Credit: Sage Ross |
“Dogs in
the Wild: Meet the Family” is a 2022 BBC nature documentary. Everyone knows about
the domestic dog, but here we are indeed invited to meet its “family”. I admit
that the diversity of the Canidae is pretty staggering. Some live in unexpected
places: the Tibetan fox in the Himalayas, the Arctic wolf at the Queen
Elizabeth Islands and the diminutive fennec fox in the Sahara desert. And yes, many
red foxes live in London!
Some canids
are embroiled in intricate near-symbiotic relationships with other organisms.
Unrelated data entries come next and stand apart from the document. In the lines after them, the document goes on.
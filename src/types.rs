//! Symbolic references shared by the DEX codec and the protection passes.
//!
//! Types are carried as JNI descriptors (`Lcom/example/Foo;`, `[I`), class names in the
//! internal form used by JNI (`com/example/Foo`) or the dotted Java form
//! (`com.example.Foo`) depending on the consumer.
use bitflags::bitflags;
use nom::branch::alt;
use nom::bytes::complete::{is_not, tag};
use nom::character::complete::{char, one_of};
use nom::combinator::{all_consuming, map, recognize};
use nom::multi::{many0, many0_count};
use nom::sequence::{delimited, pair, preceded, terminated, tuple};
use nom::{IResult, Parser};
use std::fmt;

bitflags! {
    /// Access flags shared by classes, fields and methods.
    #[derive(Debug, Clone, Copy, PartialEq, Eq, Hash, PartialOrd, Ord)]
    pub struct AccessFlags: u32 {
        const PUBLIC = 0x1;
        const PRIVATE = 0x2;
        const PROTECTED = 0x4;
        const STATIC = 0x8;
        const FINAL = 0x10;
        const SYNCHRONIZED = 0x20;
        const VOLATILE = 0x40;
        const BRIDGE = 0x40;
        const TRANSIENT = 0x80;
        const VARARGS = 0x80;
        const NATIVE = 0x100;
        const INTERFACE = 0x200;
        const ABSTRACT = 0x400;
        const STRICT = 0x800;
        const SYNTHETIC = 0x1000;
        const ANNOTATION = 0x2000;
        const ENUM = 0x4000;
        const CONSTRUCTOR = 0x1_0000;
        const DECLARED_SYNCHRONIZED = 0x2_0000;
    }
}

/// A method prototype: return type and parameter types, all as descriptors.
#[derive(Debug, Clone, PartialEq, Eq, Hash, PartialOrd, Ord)]
pub struct Proto {
    pub return_type: String,
    pub params: Vec<String>,
}

impl Proto {
    pub fn new(return_type: &str, params: &[&str]) -> Self {
        Proto {
            return_type: return_type.to_string(),
            params: params.iter().map(|p| p.to_string()).collect(),
        }
    }

    /// Parse `(Ljava/lang/String;I)V`.
    pub fn parse(signature: &str) -> Option<Proto> {
        all_consuming(parse_proto)(signature).ok().map(|(_, p)| p)
    }

    /// The shorty descriptor: one character per type, reference types collapsed to `L`.
    pub fn shorty(&self) -> String {
        std::iter::once(&self.return_type)
            .chain(self.params.iter())
            .map(|t| shorty_char(t))
            .collect()
    }

    /// Number of 16-bit registers the arguments occupy, excluding `this`.
    pub fn param_registers(&self) -> u16 {
        self.params
            .iter()
            .map(|p| if p == "J" || p == "D" { 2 } else { 1 })
            .sum()
    }
}

impl fmt::Display for Proto {
    fn fmt(&self, f: &mut fmt::Formatter<'_>) -> fmt::Result {
        write!(f, "({}){}", self.params.concat(), self.return_type)
    }
}

/// A field reference: defining class, name and type.
#[derive(Debug, Clone, PartialEq, Eq, Hash, PartialOrd, Ord)]
pub struct FieldRef {
    pub class: String,
    pub name: String,
    pub ty: String,
}

impl FieldRef {
    pub fn new(class: &str, name: &str, ty: &str) -> Self {
        FieldRef {
            class: class.to_string(),
            name: name.to_string(),
            ty: ty.to_string(),
        }
    }

    /// Parse `Lcom/example/Foo;->count:I`.
    pub fn parse(text: &str) -> Option<FieldRef> {
        let parsed: IResult<&str, FieldRef> = all_consuming(map(
            tuple((
                terminated(recognize(parse_descriptor), tag("->")),
                terminated(is_not(":"), char(':')),
                recognize(parse_descriptor),
            )),
            |(class, name, ty)| FieldRef::new(class, name, ty),
        ))(text);
        parsed.ok().map(|(_, f)| f)
    }
}

impl fmt::Display for FieldRef {
    fn fmt(&self, f: &mut fmt::Formatter<'_>) -> fmt::Result {
        write!(f, "{}->{}:{}", self.class, self.name, self.ty)
    }
}

/// A method reference: defining class, name and prototype.
#[derive(Debug, Clone, PartialEq, Eq, Hash, PartialOrd, Ord)]
pub struct MethodRef {
    pub class: String,
    pub name: String,
    pub proto: Proto,
}

impl MethodRef {
    pub fn new(class: &str, name: &str, proto: Proto) -> Self {
        MethodRef {
            class: class.to_string(),
            name: name.to_string(),
            proto,
        }
    }

    /// Parse `Ljava/lang/System;->loadLibrary(Ljava/lang/String;)V`.
    pub fn parse(text: &str) -> Option<MethodRef> {
        let parsed: IResult<&str, MethodRef> = all_consuming(map(
            tuple((
                terminated(recognize(parse_descriptor), tag("->")),
                is_not("("),
                parse_proto,
            )),
            |(class, name, proto)| MethodRef::new(class, name, proto),
        ))(text);
        parsed.ok().map(|(_, m)| m)
    }

    pub fn is_constructor(&self) -> bool {
        self.name == "<init>" || self.name == "<clinit>"
    }
}

impl fmt::Display for MethodRef {
    fn fmt(&self, f: &mut fmt::Formatter<'_>) -> fmt::Result {
        write!(f, "{}->{}{}", self.class, self.name, self.proto)
    }
}

fn shorty_char(descriptor: &str) -> char {
    match descriptor.chars().next() {
        Some('L') | Some('[') | None => 'L',
        Some(c) => c,
    }
}

/// Recognize a single field descriptor.
pub(crate) fn parse_descriptor(input: &str) -> IResult<&str, ()> {
    let object = map(delimited(char('L'), is_not(";"), char(';')), |_| ());
    let primitive = map(one_of("ZBCSIJFDV"), |_| ());
    map(
        pair(many0_count(char('[')), alt((object, primitive))),
        |_| (),
    )
    .parse(input)
}

pub(crate) fn parse_proto(input: &str) -> IResult<&str, Proto> {
    map(
        pair(
            delimited(char('('), many0(recognize(parse_descriptor)), char(')')),
            recognize(parse_descriptor),
        ),
        |(params, ret): (Vec<&str>, &str)| Proto {
            return_type: ret.to_string(),
            params: params.into_iter().map(str::to_string).collect(),
        },
    )
    .parse(input)
}

/// True when `text` is exactly one valid type descriptor.
pub fn is_valid_descriptor(text: &str) -> bool {
    all_consuming(parse_descriptor)(text).is_ok()
}

/// `com.example.Foo` -> `Lcom/example/Foo;`
pub fn java_to_descriptor(name: &str) -> String {
    format!("L{};", name.replace('.', "/"))
}

/// `Lcom/example/Foo;` -> `com.example.Foo`; `None` for non-class descriptors.
pub fn descriptor_to_java(descriptor: &str) -> Option<String> {
    internal_name(descriptor).map(|n| n.replace('/', "."))
}

/// `Lcom/example/Foo;` -> `com/example/Foo`
pub fn internal_name(descriptor: &str) -> Option<&str> {
    preceded(char::<&str, nom::error::Error<&str>>('L'), is_not(";"))
        .parse(descriptor)
        .ok()
        .filter(|(rest, _)| *rest == ";")
        .map(|(_, name)| name)
}

/// `com/example/Foo` -> `Lcom/example/Foo;`
pub fn internal_to_descriptor(name: &str) -> String {
    format!("L{};", name)
}

#[cfg(test)]
mod tests {
    use super::*;

    #[test]
    fn parses_method_references() {
        let m = MethodRef::parse("Ljava/lang/System;->loadLibrary(Ljava/lang/String;)V").unwrap();
        assert_eq!(m.class, "Ljava/lang/System;");
        assert_eq!(m.name, "loadLibrary");
        assert_eq!(m.proto, Proto::new("V", &["Ljava/lang/String;"]));
        assert_eq!(
            m.to_string(),
            "Ljava/lang/System;->loadLibrary(Ljava/lang/String;)V"
        );

        let m = MethodRef::parse("La/B;->f([[IJLa/C;)[La/D;").unwrap();
        assert_eq!(m.proto.params, vec!["[[I", "J", "La/C;"]);
        assert_eq!(m.proto.return_type, "[La/D;");
        assert_eq!(m.proto.shorty(), "LLJL");
        assert_eq!(m.proto.param_registers(), 4);

        assert!(MethodRef::parse("La/B;->f(Q)V").is_none());
        assert!(MethodRef::parse("La/B;->f()V trailing").is_none());
    }

    #[test]
    fn wide_parameters_take_two_registers() {
        let proto = Proto::new("D", &["J", "Ljava/lang/String;", "D", "[J"]);
        assert_eq!(proto.shorty(), "DJLDL");
        assert_eq!(proto.param_registers(), 6);
        assert_eq!(Proto::new("J", &[]).shorty(), "J");
    }

    #[test]
    fn parses_field_references() {
        let f = FieldRef::parse("Lcom/example/Foo;->count:I").unwrap();
        assert_eq!(f, FieldRef::new("Lcom/example/Foo;", "count", "I"));
        assert!(FieldRef::parse("Lcom/example/Foo;->count").is_none());
    }

    #[test]
    fn converts_class_names() {
        assert_eq!(java_to_descriptor("com.example.App"), "Lcom/example/App;");
        assert_eq!(
            descriptor_to_java("Lcom/example/App;").as_deref(),
            Some("com.example.App")
        );
        assert_eq!(internal_name("Lcom/example/App;"), Some("com/example/App"));
        assert_eq!(internal_name("[Lcom/example/App;"), None);
        assert_eq!(internal_name("I"), None);
        assert!(is_valid_descriptor("[[Ljava/lang/Object;"));
        assert!(!is_valid_descriptor("Ljava/lang/Object"));
    }

    #[test]
    fn access_flags_keep_unknown_bits() {
        let flags = AccessFlags::from_bits_retain(0x8_0001);
        assert!(flags.contains(AccessFlags::PUBLIC));
        assert_eq!(flags.bits(), 0x8_0001);
    }
}
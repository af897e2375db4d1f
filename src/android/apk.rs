use once_cell::sync::Lazy;
use regex::Regex;
use std::collections::BTreeSet;
use std::fs::{self, File};
use std::io::{self, Read};
use std::path::{Component, Path, PathBuf};
use thiserror::Error;
use zip::read::ZipArchive;
use zip::result::ZipError;

pub const ANDROID_MANIFEST: &str = "AndroidManifest.xml";

/// ABIs built when the input ships no native libraries.
pub const DEFAULT_ABIS: [&str; 4] = ["armeabi-v7a", "arm64-v8a", "x86", "x86_64"];

static DEX_ENTRY: Lazy<Regex> = Lazy::new(|| Regex::new(r"^classes(\d*)\.dex$").unwrap());
static LIB_ENTRY: Lazy<Regex> = Lazy::new(|| Regex::new(r"^lib/([^/]+)/[^/]+\.so$").unwrap());

/// Result alias for APK (ZIP) operations.
pub type ApkZipResult<T> = Result<T, ApkZipError>;

/// Errors surfaced by the APK reading and packing helpers.
#[derive(Error, Debug)]
pub enum ApkZipError {
    #[error("I/O error: {0}")]
    Io(#[from] io::Error),

    #[error("ZIP error: {0}")]
    Zip(#[from] ZipError),

    #[error("{0}")]
    InvalidInput(String),
}

pub(crate) fn open_archive(path: &Path) -> ApkZipResult<ZipArchive<File>> {
    let file = File::open(path)?;
    Ok(ZipArchive::new(file)?)
}

/// Read a whole entry into memory; `None` when the archive has no such entry.
pub fn read_entry(apk: &Path, name: &str) -> ApkZipResult<Option<Vec<u8>>> {
    let mut archive = open_archive(apk)?;
    let mut entry = match archive.by_name(name) {
        Ok(entry) => entry,
        Err(ZipError::FileNotFound) => return Ok(None),
        Err(err) => return Err(err.into()),
    };
    // the declared size is untrusted; let the buffer grow with what is actually read
    let mut data = Vec::new();
    entry.read_to_end(&mut data)?;
    Ok(Some(data))
}

/// Extract every file entry whose name matches `pattern` into `dir`, keeping relative paths.
pub fn extract_matching(apk: &Path, pattern: &Regex, dir: &Path) -> ApkZipResult<Vec<PathBuf>> {
    let mut archive = open_archive(apk)?;
    let mut extracted = Vec::new();
    for idx in 0..archive.len() {
        let mut entry = archive.by_index(idx)?;
        if entry.is_dir() || !pattern.is_match(entry.name()) {
            continue;
        }
        let name = path_to_entry_name(Path::new(entry.name()))?;
        let path = dir.join(&name);
        if let Some(parent) = path.parent() {
            fs::create_dir_all(parent)?;
        }
        let mut out = File::create(&path)?;
        io::copy(&mut entry, &mut out)?;
        extracted.push(path);
    }
    Ok(extracted)
}

/// Position of a DEX entry in the multidex sequence: `classes.dex` is 0, `classesN.dex` is N.
pub fn dex_ordinal(name: &str) -> Option<u32> {
    let caps = DEX_ENTRY.captures(name)?;
    match caps.get(1).map(|m| m.as_str()) {
        None | Some("") => Some(0),
        Some(n) => n.parse().ok(),
    }
}

/// Extract the top-level DEX containers, ordered by their multidex position.
pub fn extract_dex_files(apk: &Path, dir: &Path) -> ApkZipResult<Vec<PathBuf>> {
    let mut files = extract_matching(apk, &DEX_ENTRY, dir)?;
    files.sort_by_key(|p| {
        p.file_name()
            .and_then(|n| n.to_str())
            .and_then(dex_ordinal)
            .unwrap_or(u32::MAX)
    });
    Ok(files)
}

/// The ABIs the archive ships native libraries for, sorted.
pub fn list_abis(apk: &Path) -> ApkZipResult<Vec<String>> {
    let archive = open_archive(apk)?;
    let abis: BTreeSet<String> = archive
        .file_names()
        .filter_map(|name| LIB_ENTRY.captures(name))
        .filter_map(|caps| caps.get(1).map(|m| m.as_str().to_string()))
        .collect();
    Ok(abis.into_iter().collect())
}

/// Normalize an entry path to `a/b/c`, rejecting anything that could escape a directory.
pub(crate) fn path_to_entry_name(path: &Path) -> ApkZipResult<String> {
    let mut components = Vec::new();
    for comp in path.components() {
        match comp {
            Component::Normal(part) => components.push(part.to_string_lossy().replace('\\', "/")),
            Component::CurDir => {}
            Component::RootDir | Component::Prefix(_) => {
                return Err(ApkZipError::InvalidInput(format!(
                    "invalid entry path component in {}",
                    path.display()
                )));
            }
            Component::ParentDir => {
                return Err(ApkZipError::InvalidInput(format!(
                    "entry path {} may not contain parent components",
                    path.display()
                )));
            }
        }
    }
    if components.is_empty() {
        return Err(ApkZipError::InvalidInput("entry name must not be empty".to_string()));
    }
    Ok(components.join("/"))
}
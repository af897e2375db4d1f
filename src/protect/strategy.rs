//! Opcode rewriting: every build gets its own opcode numbering.
//!
//! The interpreter is compiled against an enum and a computed-goto table produced here, and
//! the bytecode arrays emitted for native methods are renumbered the same way. Bytecode lifted
//! out of one build is meaningless to the interpreter of another.
use crate::dex::opcodes::{opcode, OP_NOP};
use rand::rngs::StdRng;
use rand::seq::SliceRandom;
use rand::SeedableRng;

pub trait RewriteStrategy {
    /// The value the interpreter uses for the standard opcode `op`.
    fn map(&self, op: u8) -> u8;

    /// Body of the interpreter's `enum Opcode`.
    fn opcode_enum(&self) -> String {
        let mut out = String::new();
        for value in 0..=255u8 {
            out.push_str(&format!("    {} = 0x{:02x},\n", opcode(value).c_name(), self.map(value)));
        }
        out
    }

    /// Body of the computed-goto label table, indexed by rewritten opcode value.
    fn goto_table(&self) -> String {
        let mut by_value = [0u8; 256];
        for value in 0..=255u8 {
            by_value[self.map(value) as usize] = value;
        }
        let mut out = String::new();
        for original in by_value {
            out.push_str(&format!("        H({}),{:>40}\n", opcode(original).c_name(), "\\"));
        }
        out
    }
}

/// The standard numbering. Only useful for debugging an interpreter build.
#[derive(Debug, Default, Clone, Copy)]
pub struct IdentityOpcodes;

impl RewriteStrategy for IdentityOpcodes {
    fn map(&self, op: u8) -> u8 {
        op
    }
}

/// A random permutation of the 256 opcode values.
///
/// `nop` keeps 0x00: switch and array payloads are recognized by a zero low byte.
#[derive(Debug, Clone)]
pub struct ShuffledOpcodes {
    table: [u8; 256],
}

impl ShuffledOpcodes {
    pub fn new() -> Self {
        Self::with_rng(&mut StdRng::from_entropy())
    }

    /// A reproducible permutation, for tests.
    pub fn from_seed(seed: u64) -> Self {
        Self::with_rng(&mut StdRng::seed_from_u64(seed))
    }

    fn with_rng(rng: &mut StdRng) -> Self {
        let mut values: Vec<u8> = (1..=255u8).collect();
        values.shuffle(rng);
        let mut table = [OP_NOP; 256];
        for (slot, value) in table[1..].iter_mut().zip(values) {
            *slot = value;
        }
        ShuffledOpcodes { table }
    }
}

impl Default for ShuffledOpcodes {
    fn default() -> Self {
        Self::new()
    }
}

impl RewriteStrategy for ShuffledOpcodes {
    fn map(&self, op: u8) -> u8 {
        self.table[op as usize]
    }
}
The dingoes at Fraser Island survive in part by eating eggs of sea turtles, but
they inadvertently also protect hatched turtles from further predation, since no
other predators dares to approach the beaches if the dingoes roam there. The Fraser
Island dingo population is also considered important since these specimens are supposedly
very “pure”, genetically speaking, while dingoes in other parts of Australia
have interbred with domestic dogs. To stop further racial mixing, domestics
have been banned from the island (sure wonder why humanity meddles into the
love lives of feral canids, but there you go).
Meanwhile
in South America, the wolf apple is the preferred diet of the maned wolf, a
bizarre canid that looks like a fox on stilts. The maned wolf´s bad eating
habits help spread the wolf apple, with some assistance from leaf-cutter ants! The
canid literally shits out the seeds of the wolf apples it consumes, and the
seeds are then saved from the scorching sun by ants, which takes them to shaded
and moist places around their nests (the ants are interested in remaining fruit
fragments attached to the seeds). There, the seeds sprout and a new wolf apple plant
can wet the appetite of the maned wolf…
I don´t
think “Dogs in the Wild” has any deeper purpose or meaning. The point is to
show the viewer some interesting animals, and perhaps to show off the technological
prowess of the BBC. But sure, I admit that “the family” was pretty wild!